↓

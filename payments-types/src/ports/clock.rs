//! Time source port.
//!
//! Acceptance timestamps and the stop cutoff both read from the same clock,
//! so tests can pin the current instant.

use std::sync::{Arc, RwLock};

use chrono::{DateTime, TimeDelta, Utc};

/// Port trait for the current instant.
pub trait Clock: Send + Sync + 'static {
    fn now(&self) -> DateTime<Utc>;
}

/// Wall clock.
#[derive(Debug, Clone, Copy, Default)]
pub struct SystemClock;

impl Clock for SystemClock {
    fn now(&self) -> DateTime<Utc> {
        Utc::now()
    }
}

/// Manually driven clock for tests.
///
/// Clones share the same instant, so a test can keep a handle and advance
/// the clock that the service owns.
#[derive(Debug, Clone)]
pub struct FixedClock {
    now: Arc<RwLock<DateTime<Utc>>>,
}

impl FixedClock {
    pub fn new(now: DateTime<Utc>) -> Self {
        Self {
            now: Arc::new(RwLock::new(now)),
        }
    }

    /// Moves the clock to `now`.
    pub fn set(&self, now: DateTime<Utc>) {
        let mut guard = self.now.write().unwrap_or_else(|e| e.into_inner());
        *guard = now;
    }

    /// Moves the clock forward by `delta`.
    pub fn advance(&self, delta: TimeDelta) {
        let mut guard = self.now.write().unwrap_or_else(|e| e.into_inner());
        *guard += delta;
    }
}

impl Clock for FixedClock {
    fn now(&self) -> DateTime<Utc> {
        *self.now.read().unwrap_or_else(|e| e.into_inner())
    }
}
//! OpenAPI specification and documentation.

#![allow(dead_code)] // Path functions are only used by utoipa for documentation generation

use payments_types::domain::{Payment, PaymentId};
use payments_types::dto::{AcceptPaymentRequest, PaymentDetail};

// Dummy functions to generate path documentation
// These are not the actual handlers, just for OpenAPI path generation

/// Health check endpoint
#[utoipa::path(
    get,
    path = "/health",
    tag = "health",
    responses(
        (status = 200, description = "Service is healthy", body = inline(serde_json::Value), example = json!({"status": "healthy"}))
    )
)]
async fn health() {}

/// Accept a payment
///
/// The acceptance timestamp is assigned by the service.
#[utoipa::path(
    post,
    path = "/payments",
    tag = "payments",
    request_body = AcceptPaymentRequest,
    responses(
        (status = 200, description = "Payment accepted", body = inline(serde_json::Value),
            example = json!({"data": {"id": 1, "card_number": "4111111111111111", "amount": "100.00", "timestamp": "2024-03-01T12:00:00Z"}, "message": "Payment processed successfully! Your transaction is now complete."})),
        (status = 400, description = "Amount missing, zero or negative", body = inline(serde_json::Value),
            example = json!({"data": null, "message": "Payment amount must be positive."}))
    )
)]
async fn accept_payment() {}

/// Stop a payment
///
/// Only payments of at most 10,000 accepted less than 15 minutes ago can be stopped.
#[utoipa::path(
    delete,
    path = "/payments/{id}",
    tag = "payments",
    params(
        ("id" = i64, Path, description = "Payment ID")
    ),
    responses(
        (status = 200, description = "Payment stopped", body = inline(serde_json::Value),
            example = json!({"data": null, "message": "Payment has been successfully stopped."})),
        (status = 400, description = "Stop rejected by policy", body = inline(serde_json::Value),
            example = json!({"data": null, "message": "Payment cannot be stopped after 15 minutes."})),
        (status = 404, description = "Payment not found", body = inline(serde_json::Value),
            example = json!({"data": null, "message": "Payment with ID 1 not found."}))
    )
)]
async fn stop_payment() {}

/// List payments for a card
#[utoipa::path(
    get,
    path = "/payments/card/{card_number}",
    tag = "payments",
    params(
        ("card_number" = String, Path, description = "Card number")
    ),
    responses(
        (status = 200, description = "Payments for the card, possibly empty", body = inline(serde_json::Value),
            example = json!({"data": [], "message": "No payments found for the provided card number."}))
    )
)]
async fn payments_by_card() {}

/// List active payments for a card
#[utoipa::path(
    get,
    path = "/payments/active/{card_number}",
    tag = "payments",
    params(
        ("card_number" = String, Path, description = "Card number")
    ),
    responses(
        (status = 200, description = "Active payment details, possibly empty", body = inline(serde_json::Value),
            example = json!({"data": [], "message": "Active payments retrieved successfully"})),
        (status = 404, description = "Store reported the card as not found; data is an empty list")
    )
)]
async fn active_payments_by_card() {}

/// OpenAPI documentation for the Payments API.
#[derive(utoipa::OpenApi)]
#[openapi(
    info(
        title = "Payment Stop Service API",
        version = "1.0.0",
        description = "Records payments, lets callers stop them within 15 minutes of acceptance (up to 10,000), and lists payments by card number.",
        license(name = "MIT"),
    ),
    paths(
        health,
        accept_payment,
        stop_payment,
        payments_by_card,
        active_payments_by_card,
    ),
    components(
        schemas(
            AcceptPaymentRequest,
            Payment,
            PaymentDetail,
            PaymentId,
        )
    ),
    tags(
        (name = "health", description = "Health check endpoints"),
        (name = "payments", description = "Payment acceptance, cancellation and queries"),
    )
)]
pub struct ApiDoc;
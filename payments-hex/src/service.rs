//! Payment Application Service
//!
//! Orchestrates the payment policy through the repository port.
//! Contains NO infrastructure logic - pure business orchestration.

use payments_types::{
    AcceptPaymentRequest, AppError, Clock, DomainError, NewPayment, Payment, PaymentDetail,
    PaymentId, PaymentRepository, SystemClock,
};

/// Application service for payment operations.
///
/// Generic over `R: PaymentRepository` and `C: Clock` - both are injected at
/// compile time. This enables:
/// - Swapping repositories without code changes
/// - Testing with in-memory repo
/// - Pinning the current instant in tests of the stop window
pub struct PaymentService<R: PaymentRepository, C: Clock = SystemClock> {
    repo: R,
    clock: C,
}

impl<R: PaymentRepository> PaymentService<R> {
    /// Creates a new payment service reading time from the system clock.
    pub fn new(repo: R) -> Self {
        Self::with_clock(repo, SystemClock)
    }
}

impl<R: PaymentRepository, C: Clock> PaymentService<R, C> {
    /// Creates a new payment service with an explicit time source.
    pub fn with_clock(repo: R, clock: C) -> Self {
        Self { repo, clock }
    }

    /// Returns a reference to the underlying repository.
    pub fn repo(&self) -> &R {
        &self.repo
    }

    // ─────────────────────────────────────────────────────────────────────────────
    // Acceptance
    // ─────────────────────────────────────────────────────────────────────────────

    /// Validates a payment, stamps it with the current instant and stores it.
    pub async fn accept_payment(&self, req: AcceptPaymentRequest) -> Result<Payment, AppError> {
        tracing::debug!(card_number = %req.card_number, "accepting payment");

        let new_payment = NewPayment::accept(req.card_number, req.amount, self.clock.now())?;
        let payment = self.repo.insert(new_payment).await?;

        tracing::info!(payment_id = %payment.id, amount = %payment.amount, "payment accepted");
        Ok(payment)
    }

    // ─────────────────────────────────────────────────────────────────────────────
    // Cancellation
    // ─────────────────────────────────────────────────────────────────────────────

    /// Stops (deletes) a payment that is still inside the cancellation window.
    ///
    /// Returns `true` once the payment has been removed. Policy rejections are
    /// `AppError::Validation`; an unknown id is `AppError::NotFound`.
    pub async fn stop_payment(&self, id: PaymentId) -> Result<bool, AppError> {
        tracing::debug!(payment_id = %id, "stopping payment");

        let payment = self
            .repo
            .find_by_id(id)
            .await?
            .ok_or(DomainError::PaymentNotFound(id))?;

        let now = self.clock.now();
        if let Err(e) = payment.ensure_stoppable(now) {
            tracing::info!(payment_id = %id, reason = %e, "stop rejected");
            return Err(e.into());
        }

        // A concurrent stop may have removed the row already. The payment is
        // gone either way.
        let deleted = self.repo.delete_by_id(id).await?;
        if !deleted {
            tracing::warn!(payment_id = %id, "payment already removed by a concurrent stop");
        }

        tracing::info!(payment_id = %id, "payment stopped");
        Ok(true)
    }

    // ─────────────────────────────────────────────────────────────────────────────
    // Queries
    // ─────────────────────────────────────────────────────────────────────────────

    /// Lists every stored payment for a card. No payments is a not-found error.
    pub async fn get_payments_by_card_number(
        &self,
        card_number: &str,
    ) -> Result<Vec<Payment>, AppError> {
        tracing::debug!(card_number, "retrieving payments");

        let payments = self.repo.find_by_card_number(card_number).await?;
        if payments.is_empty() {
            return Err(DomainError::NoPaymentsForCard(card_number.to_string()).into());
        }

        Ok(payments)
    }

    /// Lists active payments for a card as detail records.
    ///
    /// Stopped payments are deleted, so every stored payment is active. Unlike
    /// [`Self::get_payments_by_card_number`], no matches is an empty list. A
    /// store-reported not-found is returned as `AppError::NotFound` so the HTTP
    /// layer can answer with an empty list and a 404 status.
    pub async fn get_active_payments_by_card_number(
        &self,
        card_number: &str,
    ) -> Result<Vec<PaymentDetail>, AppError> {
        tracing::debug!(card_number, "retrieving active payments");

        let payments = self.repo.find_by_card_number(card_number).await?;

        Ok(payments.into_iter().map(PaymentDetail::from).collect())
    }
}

↑
↓

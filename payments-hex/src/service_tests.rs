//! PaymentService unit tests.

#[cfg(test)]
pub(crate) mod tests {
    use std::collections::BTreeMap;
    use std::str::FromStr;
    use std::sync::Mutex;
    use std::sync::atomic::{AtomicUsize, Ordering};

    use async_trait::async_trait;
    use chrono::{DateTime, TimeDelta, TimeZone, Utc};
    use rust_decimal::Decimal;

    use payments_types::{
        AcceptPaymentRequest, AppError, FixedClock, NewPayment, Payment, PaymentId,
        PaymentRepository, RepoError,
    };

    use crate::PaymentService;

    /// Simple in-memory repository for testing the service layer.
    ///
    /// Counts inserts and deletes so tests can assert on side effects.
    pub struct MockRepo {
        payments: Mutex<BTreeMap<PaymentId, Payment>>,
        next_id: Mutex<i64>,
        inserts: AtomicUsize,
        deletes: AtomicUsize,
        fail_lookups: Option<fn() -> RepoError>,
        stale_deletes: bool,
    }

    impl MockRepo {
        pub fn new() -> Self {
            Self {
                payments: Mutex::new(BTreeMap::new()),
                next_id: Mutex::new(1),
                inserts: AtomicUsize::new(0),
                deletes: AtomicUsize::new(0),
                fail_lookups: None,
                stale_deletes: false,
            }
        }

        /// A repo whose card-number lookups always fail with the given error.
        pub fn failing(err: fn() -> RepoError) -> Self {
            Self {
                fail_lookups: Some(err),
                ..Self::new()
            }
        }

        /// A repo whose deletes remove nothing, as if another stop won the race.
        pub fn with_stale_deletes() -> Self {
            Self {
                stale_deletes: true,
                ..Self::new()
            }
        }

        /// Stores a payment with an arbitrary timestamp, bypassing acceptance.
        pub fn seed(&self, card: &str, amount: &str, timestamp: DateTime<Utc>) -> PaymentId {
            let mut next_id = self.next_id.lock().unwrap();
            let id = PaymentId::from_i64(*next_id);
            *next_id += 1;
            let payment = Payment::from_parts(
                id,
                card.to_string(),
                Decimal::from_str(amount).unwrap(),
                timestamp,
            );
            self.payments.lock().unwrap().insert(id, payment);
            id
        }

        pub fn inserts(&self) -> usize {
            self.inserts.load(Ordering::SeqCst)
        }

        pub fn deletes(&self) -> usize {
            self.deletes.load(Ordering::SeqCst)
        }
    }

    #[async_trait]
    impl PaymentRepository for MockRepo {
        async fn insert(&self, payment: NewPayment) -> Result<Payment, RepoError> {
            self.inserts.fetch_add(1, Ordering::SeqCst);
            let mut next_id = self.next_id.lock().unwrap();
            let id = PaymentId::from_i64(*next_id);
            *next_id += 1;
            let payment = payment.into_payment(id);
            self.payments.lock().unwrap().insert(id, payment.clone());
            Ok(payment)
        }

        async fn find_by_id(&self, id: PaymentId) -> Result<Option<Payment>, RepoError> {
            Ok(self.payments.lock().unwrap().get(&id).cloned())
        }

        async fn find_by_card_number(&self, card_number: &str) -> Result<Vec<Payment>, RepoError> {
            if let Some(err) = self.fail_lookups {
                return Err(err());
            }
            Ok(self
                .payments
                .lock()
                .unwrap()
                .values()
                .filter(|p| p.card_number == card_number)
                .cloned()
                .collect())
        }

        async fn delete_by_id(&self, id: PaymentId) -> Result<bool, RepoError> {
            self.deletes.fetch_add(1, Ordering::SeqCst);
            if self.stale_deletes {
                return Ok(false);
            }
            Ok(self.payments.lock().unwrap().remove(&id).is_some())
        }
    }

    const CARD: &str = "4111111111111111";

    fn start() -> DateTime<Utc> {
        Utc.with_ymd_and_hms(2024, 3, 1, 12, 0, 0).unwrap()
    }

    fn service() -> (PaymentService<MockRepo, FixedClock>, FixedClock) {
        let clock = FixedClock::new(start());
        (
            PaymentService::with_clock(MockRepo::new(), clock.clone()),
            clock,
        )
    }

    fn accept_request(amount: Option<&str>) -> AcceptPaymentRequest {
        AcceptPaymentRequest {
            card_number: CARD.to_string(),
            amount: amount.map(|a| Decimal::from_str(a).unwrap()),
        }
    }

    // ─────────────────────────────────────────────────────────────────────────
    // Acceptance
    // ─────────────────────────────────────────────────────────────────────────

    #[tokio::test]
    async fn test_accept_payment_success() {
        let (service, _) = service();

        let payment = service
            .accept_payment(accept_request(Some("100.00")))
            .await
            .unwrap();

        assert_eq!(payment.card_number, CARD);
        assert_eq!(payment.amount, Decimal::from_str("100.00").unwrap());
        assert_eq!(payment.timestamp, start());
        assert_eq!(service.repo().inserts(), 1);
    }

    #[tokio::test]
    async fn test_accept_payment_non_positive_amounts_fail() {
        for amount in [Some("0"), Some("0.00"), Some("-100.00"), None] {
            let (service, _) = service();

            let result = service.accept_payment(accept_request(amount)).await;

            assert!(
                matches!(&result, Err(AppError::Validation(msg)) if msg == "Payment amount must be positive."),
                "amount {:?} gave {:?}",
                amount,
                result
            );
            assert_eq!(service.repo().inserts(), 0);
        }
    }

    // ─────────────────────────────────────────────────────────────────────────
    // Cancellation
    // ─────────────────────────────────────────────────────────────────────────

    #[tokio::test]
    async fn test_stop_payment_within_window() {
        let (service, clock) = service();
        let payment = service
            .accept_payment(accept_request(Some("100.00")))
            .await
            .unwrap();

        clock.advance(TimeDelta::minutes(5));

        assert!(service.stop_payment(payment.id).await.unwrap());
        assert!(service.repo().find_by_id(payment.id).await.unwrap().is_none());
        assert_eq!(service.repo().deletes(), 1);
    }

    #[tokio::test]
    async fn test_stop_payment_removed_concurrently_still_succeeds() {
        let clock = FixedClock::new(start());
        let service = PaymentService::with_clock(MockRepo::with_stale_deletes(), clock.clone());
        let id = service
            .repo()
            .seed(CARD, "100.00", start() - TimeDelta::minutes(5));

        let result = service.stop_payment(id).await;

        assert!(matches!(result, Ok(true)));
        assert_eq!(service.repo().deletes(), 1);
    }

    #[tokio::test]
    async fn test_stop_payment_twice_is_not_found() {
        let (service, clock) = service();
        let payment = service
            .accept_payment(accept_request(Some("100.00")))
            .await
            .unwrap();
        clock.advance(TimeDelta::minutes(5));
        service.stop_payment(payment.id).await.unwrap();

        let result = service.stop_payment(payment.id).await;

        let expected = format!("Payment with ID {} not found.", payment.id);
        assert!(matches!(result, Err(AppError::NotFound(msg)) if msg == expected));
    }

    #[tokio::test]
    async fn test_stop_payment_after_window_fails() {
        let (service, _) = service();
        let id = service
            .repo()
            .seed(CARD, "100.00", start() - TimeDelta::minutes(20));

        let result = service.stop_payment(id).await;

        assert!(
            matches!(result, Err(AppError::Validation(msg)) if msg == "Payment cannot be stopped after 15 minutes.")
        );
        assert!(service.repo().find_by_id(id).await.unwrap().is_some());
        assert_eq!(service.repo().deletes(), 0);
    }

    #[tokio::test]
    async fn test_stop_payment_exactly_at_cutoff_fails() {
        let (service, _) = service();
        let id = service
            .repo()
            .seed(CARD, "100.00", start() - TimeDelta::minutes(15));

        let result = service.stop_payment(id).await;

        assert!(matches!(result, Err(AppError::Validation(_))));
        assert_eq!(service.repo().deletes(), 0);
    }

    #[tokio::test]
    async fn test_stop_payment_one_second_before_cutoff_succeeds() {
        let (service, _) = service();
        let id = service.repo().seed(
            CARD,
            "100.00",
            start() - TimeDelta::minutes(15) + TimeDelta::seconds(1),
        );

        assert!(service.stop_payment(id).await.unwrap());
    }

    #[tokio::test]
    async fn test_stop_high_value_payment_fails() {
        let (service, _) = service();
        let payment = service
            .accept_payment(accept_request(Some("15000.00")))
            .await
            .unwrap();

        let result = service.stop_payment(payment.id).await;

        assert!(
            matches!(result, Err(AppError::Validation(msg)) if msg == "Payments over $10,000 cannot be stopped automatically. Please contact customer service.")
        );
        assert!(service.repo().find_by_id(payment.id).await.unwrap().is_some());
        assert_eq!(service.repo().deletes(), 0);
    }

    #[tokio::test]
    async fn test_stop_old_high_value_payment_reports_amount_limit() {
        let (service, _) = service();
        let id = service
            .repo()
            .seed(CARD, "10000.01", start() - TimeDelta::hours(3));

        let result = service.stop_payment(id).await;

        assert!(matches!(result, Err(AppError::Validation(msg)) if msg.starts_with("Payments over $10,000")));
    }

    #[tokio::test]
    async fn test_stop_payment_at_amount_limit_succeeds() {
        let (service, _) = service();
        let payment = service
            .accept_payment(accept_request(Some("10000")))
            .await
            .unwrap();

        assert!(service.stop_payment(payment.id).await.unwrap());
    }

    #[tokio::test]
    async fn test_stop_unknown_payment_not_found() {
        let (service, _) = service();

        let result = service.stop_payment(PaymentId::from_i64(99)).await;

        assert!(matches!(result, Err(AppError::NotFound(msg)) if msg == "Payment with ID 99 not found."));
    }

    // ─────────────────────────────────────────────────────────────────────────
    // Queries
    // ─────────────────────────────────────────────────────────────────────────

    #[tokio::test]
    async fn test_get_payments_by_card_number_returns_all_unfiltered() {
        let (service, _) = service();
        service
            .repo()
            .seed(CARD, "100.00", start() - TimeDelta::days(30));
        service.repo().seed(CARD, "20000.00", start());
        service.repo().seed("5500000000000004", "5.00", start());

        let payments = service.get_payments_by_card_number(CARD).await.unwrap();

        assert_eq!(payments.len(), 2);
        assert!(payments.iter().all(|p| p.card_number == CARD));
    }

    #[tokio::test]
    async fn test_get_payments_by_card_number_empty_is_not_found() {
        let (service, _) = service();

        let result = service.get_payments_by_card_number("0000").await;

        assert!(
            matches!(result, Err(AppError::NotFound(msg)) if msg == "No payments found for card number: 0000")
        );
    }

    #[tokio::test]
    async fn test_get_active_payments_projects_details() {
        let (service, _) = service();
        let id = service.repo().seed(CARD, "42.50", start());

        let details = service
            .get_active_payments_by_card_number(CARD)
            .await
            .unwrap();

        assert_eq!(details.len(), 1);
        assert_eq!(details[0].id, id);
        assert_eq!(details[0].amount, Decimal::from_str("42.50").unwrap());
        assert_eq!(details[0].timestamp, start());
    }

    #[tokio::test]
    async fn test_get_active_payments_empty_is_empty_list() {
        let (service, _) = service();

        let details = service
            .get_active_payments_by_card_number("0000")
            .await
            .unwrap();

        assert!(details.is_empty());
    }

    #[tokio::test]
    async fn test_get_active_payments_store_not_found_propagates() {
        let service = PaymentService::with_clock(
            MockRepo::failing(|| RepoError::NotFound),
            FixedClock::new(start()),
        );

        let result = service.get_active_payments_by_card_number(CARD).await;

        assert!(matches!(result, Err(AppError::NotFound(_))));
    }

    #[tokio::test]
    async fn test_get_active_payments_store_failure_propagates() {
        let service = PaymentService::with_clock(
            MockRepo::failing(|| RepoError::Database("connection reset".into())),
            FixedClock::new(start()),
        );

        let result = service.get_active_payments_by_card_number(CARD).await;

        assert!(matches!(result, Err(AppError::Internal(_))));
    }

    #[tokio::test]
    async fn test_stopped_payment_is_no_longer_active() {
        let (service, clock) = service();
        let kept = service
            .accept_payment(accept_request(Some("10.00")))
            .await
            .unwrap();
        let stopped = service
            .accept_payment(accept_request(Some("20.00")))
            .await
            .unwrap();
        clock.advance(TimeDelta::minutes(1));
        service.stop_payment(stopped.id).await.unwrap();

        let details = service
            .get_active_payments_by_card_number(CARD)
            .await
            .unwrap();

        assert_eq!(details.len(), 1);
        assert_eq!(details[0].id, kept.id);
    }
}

↑

TASK DIRECTIONS:
Look for the word "failing" in the data, then return every line that contains it.

RESULT OF THE TASK:
        pub fn failing(err: fn() -> RepoError) -> Self {
            MockRepo::failing(|| RepoError::NotFound),
            MockRepo::failing(|| RepoError::Database("connection reset".into())),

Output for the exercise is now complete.